Stored data entries
------------
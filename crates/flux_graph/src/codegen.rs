// SPDX-License-Identifier: MIT OR Apache-2.0
//! Source generation from an ordered block.
//!
//! [`Emitter::code`] walks a block's nodes in [`Program::node_order`] and
//! writes one statement per node, or a nested `if`/`else` for a branch,
//! threading a map from destination input ports to variable names.
//!
//! Values produced inside a nested block and consumed outside it are
//! declared up front in the consuming scope; the producing statement then
//! copies its result into that variable.

use crate::block::BlockId;
use crate::connection::Connection;
use crate::graph::Program;
use crate::node::{Node, NodeId, NodeKind};
use crate::port::{Port, PortId};
use crate::schedule::CycleError;
use crate::settings::CodegenSettings;
use crate::types::ValueType;
use indexmap::IndexMap;
use parking_lot::Mutex;
use std::collections::HashMap;
use tracing::{debug, trace, warn};

/// Variable bound to each destination input port
pub type Bindings = HashMap<PortId, String>;

static GLOBAL_NAMES: NameGenerator = NameGenerator::new();

/// Source of unique variable names.
///
/// The process-wide instance returned by [`NameGenerator::global`] lives
/// for the whole session and should only be reset when a new session
/// starts. Tests and callers wanting reproducible output can use their own.
#[derive(Debug)]
pub struct NameGenerator {
    next: Mutex<u64>,
}

impl NameGenerator {
    /// Create a generator whose first name ends in `1`
    pub const fn new() -> Self {
        Self {
            next: parking_lot::const_mutex(0),
        }
    }

    /// The process-wide generator
    pub fn global() -> &'static NameGenerator {
        &GLOBAL_NAMES
    }

    /// Allocate a fresh name
    pub fn next_name(&self, prefix: &str) -> String {
        let mut next = self.next.lock();
        *next += 1;
        format!("{prefix}{next}")
    }

    /// Restart numbering
    pub fn reset(&self) {
        *self.next.lock() = 0;
    }
}

impl Default for NameGenerator {
    fn default() -> Self {
        Self::new()
    }
}

/// Generates source for blocks of a program
pub struct Emitter<'a> {
    program: &'a Program,
    names: &'a NameGenerator,
    settings: CodegenSettings,
}

impl<'a> Emitter<'a> {
    /// Emitter using default settings and the global name generator
    pub fn new(program: &'a Program) -> Self {
        Self {
            program,
            names: NameGenerator::global(),
            settings: CodegenSettings::default(),
        }
    }

    /// Draw names from `names` instead of the global generator
    pub fn with_names(mut self, names: &'a NameGenerator) -> Self {
        self.names = names;
        self
    }

    /// Use custom layout settings
    pub fn with_settings(mut self, settings: CodegenSettings) -> Self {
        self.settings = settings;
        self
    }

    /// Generate the statements of `block` at nesting level `indent`.
    ///
    /// `bindings` is copied on entry: names bound here are visible to the
    /// nested blocks emitted by this call but not to the caller.
    pub fn code(&self, block: BlockId, indent: usize, bindings: &Bindings) -> Result<String, CodegenError> {
        let scope = self
            .program
            .block(block)
            .ok_or(CodegenError::BlockNotFound(block))?;
        let order = self.program.node_order(block).map_err(|err| {
            warn!("Cannot generate code: {err}");
            CodegenError::from(err)
        })?;

        let mut vars = bindings.clone();
        let mut out = String::new();
        let pad = self.settings.pad(indent);

        for connection in scope.connections() {
            let Some(connection) = self.program.connection(connection) else {
                continue;
            };
            if vars.contains_key(&connection.destination) || !self.produced_in_nested_scope(block, connection) {
                continue;
            }
            let name = self.declare(&self.crossing_type(connection), &pad, &mut out);
            vars.insert(connection.destination, name);
        }

        for node_id in order {
            let node = self
                .program
                .node(node_id)
                .ok_or(CodegenError::NodeNotFound(node_id))?;
            trace!("Emitting {} node {:?}", node.kind.label(), node_id);
            match node.kind {
                NodeKind::Make { ty: None } => return Err(CodegenError::UntypedMake(node_id)),
                NodeKind::Branch {
                    true_block,
                    false_block,
                } => self.emit_branch(node, true_block, false_block, indent, &vars, &mut out)?,
                _ => self.emit_statement(node, &pad, &mut vars, &mut out),
            }
        }
        Ok(out)
    }

    /// Whether the connection's source sits strictly inside a block nested
    /// in `block`
    fn produced_in_nested_scope(&self, block: BlockId, connection: &Connection) -> bool {
        let Some(source_block) = self
            .program
            .port_node(connection.source)
            .and_then(|n| self.program.node(n))
            .map(|n| n.block)
        else {
            return false;
        };
        let mut current = self.program.outer(source_block);
        while let Some(scope) = current {
            if scope == block {
                return true;
            }
            current = self.program.outer(scope);
        }
        false
    }

    /// Declared type of a value crossing a scope boundary
    fn crossing_type(&self, connection: &Connection) -> ValueType {
        let destination = self.port_type(connection.destination);
        if !destination.is_generic() {
            return destination;
        }
        self.port_type(connection.source)
    }

    fn port_type(&self, port: PortId) -> ValueType {
        self.program
            .port(port)
            .map(|p| p.value_type.clone())
            .unwrap_or_default()
    }

    fn declare(&self, value_type: &ValueType, pad: &str, out: &mut String) -> String {
        let name = self.names.next_name(&self.settings.var_prefix);
        if value_type.is_generic() {
            debug!("Declaring {name} with unresolved type");
        }
        push_line(out, pad, &format!("var {name} {value_type}"));
        name
    }

    /// Variable feeding `input`, declaring a zero-valued placeholder when
    /// nothing is bound to it
    fn input_name(&self, input: &Port, pad: &str, vars: &Bindings, out: &mut String) -> String {
        if let Some(name) = vars.get(&input.id) {
            return name.clone();
        }
        if input.is_connected() {
            debug!("Input {:?} is connected from outside any enclosing scope", input.id);
        }
        self.declare(&input.value_type, pad, out)
    }

    fn emit_statement(&self, node: &Node, pad: &str, vars: &mut Bindings, out: &mut String) {
        let args: Vec<String> = node
            .inputs
            .iter()
            .map(|input| self.input_name(input, pad, vars, out))
            .collect();

        let mut outputs = Vec::with_capacity(node.outputs.len());
        let mut any_connected = false;
        // existing variable -> freshly produced value
        let mut copies: IndexMap<String, String> = IndexMap::new();
        for output in &node.outputs {
            if !output.is_connected() {
                outputs.push("_".to_string());
                continue;
            }
            any_connected = true;
            let name = self.names.next_name(&self.settings.var_prefix);
            for connection in output.connections() {
                let Some(connection) = self.program.connection(*connection) else {
                    continue;
                };
                match vars.get(&connection.destination) {
                    Some(existing) => {
                        copies.insert(existing.clone(), name.clone());
                    }
                    None => {
                        vars.insert(connection.destination, name.clone());
                    }
                }
            }
            outputs.push(name);
        }

        let expression = node.kind.expression(&args.join(", "));
        if any_connected {
            push_line(out, pad, &format!("{} := {expression}", outputs.join(", ")));
        } else {
            push_line(out, pad, &expression);
        }
        if !copies.is_empty() {
            let (existing, produced): (Vec<String>, Vec<String>) = copies.into_iter().unzip();
            push_line(out, pad, &format!("{} = {}", existing.join(", "), produced.join(", ")));
        }
    }

    fn emit_branch(
        &self,
        node: &Node,
        true_block: BlockId,
        false_block: BlockId,
        indent: usize,
        vars: &Bindings,
        out: &mut String,
    ) -> Result<(), CodegenError> {
        let pad = self.settings.pad(indent);
        let condition = match node.input(0) {
            Some(input) => self.input_name(input, &pad, vars, out),
            None => "false".to_string(),
        };

        push_line(out, &pad, &format!("if {condition} {{"));
        out.push_str(&self.code(true_block, indent + 1, vars)?);
        push_line(out, &pad, "} else {");
        out.push_str(&self.code(false_block, indent + 1, vars)?);
        push_line(out, &pad, "}");
        Ok(())
    }
}

fn push_line(out: &mut String, pad: &str, line: &str) {
    out.push_str(pad);
    out.push_str(line);
    out.push('\n');
}

impl Program {
    /// Generate the statements of `block` with default settings and the
    /// global name generator
    pub fn code(&self, block: BlockId, indent: usize, bindings: &Bindings) -> Result<String, CodegenError> {
        Emitter::new(self).code(block, indent, bindings)
    }
}

/// Error during code generation
#[derive(Debug, Clone, PartialEq, Eq, thiserror::Error)]
pub enum CodegenError {
    /// A block (this one or a nested one) has no valid execution order
    #[error("Cyclic graph: block {block:?} has no valid execution order")]
    CyclicGraph {
        /// Block containing the cycle
        block: BlockId,
    },

    /// Block not found
    #[error("Block not found: {0:?}")]
    BlockNotFound(BlockId),

    /// Node not found
    #[error("Node not found: {0:?}")]
    NodeNotFound(NodeId),

    /// A `make` node has no type chosen yet
    #[error("Make node {0:?} has no type")]
    UntypedMake(NodeId),
}

impl From<CycleError> for CodegenError {
    fn from(err: CycleError) -> Self {
        Self::CyclicGraph { block: err.0 }
    }
}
------------
Among the records above, find each line holding "match" and list it.

_ANSWER FOR THIS EXERCISE_:
            match node.kind {
                match vars.get(&connection.destination) {
        let condition = match node.input(0) {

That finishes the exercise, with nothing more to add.